╭─ Records to process

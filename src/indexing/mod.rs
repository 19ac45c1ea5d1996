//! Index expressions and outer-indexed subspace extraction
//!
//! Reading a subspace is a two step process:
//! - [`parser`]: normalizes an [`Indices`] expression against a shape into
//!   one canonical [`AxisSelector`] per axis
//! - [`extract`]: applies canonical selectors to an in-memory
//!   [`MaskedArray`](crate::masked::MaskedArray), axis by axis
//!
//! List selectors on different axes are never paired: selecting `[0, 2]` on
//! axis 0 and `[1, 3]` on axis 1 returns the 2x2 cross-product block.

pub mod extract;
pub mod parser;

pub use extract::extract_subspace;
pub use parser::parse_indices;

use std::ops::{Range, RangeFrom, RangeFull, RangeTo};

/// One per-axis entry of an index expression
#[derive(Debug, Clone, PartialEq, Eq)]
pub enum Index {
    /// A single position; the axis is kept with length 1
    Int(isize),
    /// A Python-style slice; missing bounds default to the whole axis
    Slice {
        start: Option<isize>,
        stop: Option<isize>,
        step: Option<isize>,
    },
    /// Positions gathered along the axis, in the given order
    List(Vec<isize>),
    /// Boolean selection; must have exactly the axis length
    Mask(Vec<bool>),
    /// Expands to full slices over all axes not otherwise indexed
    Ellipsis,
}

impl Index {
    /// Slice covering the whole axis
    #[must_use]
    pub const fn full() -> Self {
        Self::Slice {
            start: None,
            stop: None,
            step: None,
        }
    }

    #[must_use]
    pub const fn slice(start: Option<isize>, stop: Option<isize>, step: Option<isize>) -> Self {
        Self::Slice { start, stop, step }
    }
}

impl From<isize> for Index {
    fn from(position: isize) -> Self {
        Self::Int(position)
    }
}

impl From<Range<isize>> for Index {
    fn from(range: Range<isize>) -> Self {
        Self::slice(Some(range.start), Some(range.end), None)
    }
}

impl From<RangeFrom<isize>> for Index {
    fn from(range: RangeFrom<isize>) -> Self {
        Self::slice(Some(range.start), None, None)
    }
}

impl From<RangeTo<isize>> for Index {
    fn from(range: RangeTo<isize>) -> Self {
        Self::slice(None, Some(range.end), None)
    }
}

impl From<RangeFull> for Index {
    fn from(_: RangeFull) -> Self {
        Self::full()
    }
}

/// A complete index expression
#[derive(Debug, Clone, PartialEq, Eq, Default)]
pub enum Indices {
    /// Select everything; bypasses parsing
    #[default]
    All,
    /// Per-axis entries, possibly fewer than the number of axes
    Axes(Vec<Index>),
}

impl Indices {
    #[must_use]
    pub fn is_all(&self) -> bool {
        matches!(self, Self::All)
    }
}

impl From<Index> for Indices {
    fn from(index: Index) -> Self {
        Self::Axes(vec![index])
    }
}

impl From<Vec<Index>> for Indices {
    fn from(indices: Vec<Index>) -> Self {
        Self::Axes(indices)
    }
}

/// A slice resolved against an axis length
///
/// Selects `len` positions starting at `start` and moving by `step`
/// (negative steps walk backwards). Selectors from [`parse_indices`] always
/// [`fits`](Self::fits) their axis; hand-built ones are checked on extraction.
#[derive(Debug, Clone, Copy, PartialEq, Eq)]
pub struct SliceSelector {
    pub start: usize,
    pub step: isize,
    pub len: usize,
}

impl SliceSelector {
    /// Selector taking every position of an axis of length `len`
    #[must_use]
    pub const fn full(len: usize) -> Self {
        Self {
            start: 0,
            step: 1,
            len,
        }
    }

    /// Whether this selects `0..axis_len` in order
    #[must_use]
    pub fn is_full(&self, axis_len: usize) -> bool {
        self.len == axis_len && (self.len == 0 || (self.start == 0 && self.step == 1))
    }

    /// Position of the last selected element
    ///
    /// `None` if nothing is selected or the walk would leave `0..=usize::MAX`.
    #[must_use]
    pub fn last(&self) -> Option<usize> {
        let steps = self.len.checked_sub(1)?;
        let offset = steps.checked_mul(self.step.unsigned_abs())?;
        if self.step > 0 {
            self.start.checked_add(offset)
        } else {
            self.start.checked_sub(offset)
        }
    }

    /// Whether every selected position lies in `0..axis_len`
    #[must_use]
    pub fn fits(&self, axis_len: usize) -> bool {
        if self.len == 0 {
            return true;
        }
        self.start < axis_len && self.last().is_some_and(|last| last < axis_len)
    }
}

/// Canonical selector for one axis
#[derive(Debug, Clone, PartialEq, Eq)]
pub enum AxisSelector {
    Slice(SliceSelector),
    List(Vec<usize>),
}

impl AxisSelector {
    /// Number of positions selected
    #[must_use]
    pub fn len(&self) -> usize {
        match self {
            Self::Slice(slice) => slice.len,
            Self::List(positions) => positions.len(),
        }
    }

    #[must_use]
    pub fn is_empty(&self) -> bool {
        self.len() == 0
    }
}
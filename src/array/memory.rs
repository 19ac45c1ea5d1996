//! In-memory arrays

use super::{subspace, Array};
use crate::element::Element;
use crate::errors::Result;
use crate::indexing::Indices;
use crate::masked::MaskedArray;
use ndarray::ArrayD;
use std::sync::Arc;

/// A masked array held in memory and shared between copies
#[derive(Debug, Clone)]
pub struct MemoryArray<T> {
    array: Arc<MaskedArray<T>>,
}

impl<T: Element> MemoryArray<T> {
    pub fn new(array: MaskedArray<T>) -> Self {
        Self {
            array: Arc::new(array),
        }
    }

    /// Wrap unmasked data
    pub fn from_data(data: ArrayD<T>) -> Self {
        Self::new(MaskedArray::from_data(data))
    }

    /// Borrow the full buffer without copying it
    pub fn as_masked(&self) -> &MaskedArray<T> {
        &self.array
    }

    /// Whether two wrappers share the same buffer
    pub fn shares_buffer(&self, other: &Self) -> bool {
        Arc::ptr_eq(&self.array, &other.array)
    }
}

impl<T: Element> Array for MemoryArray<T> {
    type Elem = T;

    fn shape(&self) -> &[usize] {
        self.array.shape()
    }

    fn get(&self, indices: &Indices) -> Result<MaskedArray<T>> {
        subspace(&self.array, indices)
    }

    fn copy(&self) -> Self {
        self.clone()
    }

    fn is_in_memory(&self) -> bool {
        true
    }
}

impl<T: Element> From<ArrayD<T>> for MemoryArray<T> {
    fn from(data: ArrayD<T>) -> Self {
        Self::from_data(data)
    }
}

╰─
╭─ Records to process

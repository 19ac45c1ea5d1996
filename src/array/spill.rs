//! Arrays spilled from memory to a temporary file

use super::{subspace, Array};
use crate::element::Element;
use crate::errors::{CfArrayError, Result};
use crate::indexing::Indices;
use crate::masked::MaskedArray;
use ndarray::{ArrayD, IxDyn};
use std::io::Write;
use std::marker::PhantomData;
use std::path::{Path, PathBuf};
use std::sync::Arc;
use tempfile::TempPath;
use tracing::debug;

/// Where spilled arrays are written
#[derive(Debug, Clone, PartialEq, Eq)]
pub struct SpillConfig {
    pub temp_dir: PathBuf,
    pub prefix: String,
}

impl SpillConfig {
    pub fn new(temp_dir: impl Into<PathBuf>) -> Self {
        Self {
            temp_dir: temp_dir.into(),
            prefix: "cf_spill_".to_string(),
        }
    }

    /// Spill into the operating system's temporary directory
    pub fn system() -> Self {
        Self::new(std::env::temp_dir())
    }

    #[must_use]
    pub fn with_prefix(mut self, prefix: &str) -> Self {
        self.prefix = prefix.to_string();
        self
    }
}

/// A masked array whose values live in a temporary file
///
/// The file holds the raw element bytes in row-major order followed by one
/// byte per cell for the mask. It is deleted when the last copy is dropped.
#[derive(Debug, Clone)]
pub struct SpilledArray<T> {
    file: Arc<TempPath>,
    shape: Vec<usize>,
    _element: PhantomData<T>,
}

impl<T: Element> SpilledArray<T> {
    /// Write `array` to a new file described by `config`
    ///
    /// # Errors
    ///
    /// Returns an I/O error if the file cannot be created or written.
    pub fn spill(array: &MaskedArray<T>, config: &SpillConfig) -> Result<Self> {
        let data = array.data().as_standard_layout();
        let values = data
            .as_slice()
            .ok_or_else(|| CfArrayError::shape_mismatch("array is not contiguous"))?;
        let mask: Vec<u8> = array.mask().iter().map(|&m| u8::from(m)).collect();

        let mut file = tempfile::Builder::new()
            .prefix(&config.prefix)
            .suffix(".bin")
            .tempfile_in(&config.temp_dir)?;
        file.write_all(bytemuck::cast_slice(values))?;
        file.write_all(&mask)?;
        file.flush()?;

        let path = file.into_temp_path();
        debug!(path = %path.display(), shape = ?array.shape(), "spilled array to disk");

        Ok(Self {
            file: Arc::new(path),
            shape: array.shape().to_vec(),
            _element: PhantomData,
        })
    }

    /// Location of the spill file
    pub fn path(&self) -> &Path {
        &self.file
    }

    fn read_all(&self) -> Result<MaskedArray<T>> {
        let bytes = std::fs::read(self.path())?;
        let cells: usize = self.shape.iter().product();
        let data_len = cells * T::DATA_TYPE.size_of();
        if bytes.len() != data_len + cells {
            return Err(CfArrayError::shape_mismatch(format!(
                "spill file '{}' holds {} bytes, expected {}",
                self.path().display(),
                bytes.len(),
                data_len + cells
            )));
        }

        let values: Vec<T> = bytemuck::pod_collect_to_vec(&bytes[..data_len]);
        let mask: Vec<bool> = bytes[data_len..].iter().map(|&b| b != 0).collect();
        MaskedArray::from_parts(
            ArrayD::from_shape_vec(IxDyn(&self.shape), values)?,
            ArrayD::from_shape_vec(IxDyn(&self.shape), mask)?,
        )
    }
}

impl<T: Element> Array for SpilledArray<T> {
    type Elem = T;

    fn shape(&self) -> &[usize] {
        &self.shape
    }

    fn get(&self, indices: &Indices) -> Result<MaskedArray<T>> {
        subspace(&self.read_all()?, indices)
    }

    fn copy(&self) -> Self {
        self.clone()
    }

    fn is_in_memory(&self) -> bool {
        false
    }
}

╰─

> _Problem description_: Show me every line of the entries above that holds "system".

> _Written answer_:
    /// Spill into the operating system's temporary directory
    pub fn system() -> Self {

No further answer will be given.